Gerald turned his head slowly. Just once.

"No," he said, almost softly. "If I wanted her dead, she'd already be a stain on the skyline."

He looked down at her.

Trembling. Broken. Barely conscious. Trying—still—to push herself upright through sheer will and rage.

"This," he said, "is education."

Then, without pause—

CRACK.

Her other leg collapsed under his heel, bone splintering outward through torn metal and flesh. Adriana didn't even scream this time—just a hoarse, rasping noise, her throat too raw to make sound.

Her wingpack sparked and hissed, the fractured plating twitching like broken insect wings.

Peter was silent—stricken. Helpless.

Gerald knelt beside her.

His voice lowered to something almost tender—almost.
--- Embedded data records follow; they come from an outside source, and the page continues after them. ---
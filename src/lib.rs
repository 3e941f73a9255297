// src/lib.rs
// Public library surface for the binary and integration tests.

pub mod api;
pub mod config;
pub mod ingest;
pub mod metrics;
pub mod score_file;
pub mod sentiment;
pub mod store;

// ---- Re-exports for stable public API ----
pub use crate::config::TrackerConfig;
pub use crate::ingest::normalize_text;
pub use crate::ingest::scheduler::{CycleOrchestrator, CycleOutcome, RunSummary};
pub use crate::ingest::types::{NewsRecord, NewsSource, TickerFetch};
pub use crate::sentiment::{ScoredRecord, SentimentLabel, SentimentScorer, SentimentScores};
pub use crate::store::PartitionedStore;

use tracing_subscriber::{fmt, prelude::*, EnvFilter};

/// Install the global tracing subscriber.
/// `RUST_LOG` filters (default `info`); `LOG_FORMAT=json` switches to JSON lines.
pub fn init_tracing() {
    let filter = EnvFilter::try_from_default_env().unwrap_or_else(|_| EnvFilter::new("info"));
    let json = std::env::var("LOG_FORMAT")
        .map(|v| v.eq_ignore_ascii_case("json"))
        .unwrap_or(false);

    let registry = tracing_subscriber::registry().with(filter);
    if json {
        let _ = registry.with(fmt::layer().json()).try_init();
    } else {
        let _ = registry.with(fmt::layer().compact()).try_init();
    }
}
"Now you understand. Rage isn't strength. Grief isn't purpose. You brought a blade of sorrow to a war you didn't understand. And all you found was someone who didn't care."

He stood.

Adriana couldn't speak. Couldn't move. Just stared at the sky with wide, unseeing eyes, blood leaking from her mouth.

Gerald looked down at her one last time, then turned to Peter.

"Spider-Man," he said calmly, brushing crimson from his sleeve as though it were dust, "I already contacted S.H.I.E.L.D. They're en route—with the best trauma medics money and global clearance can provide."

His tone made it sound more like logistics than mercy.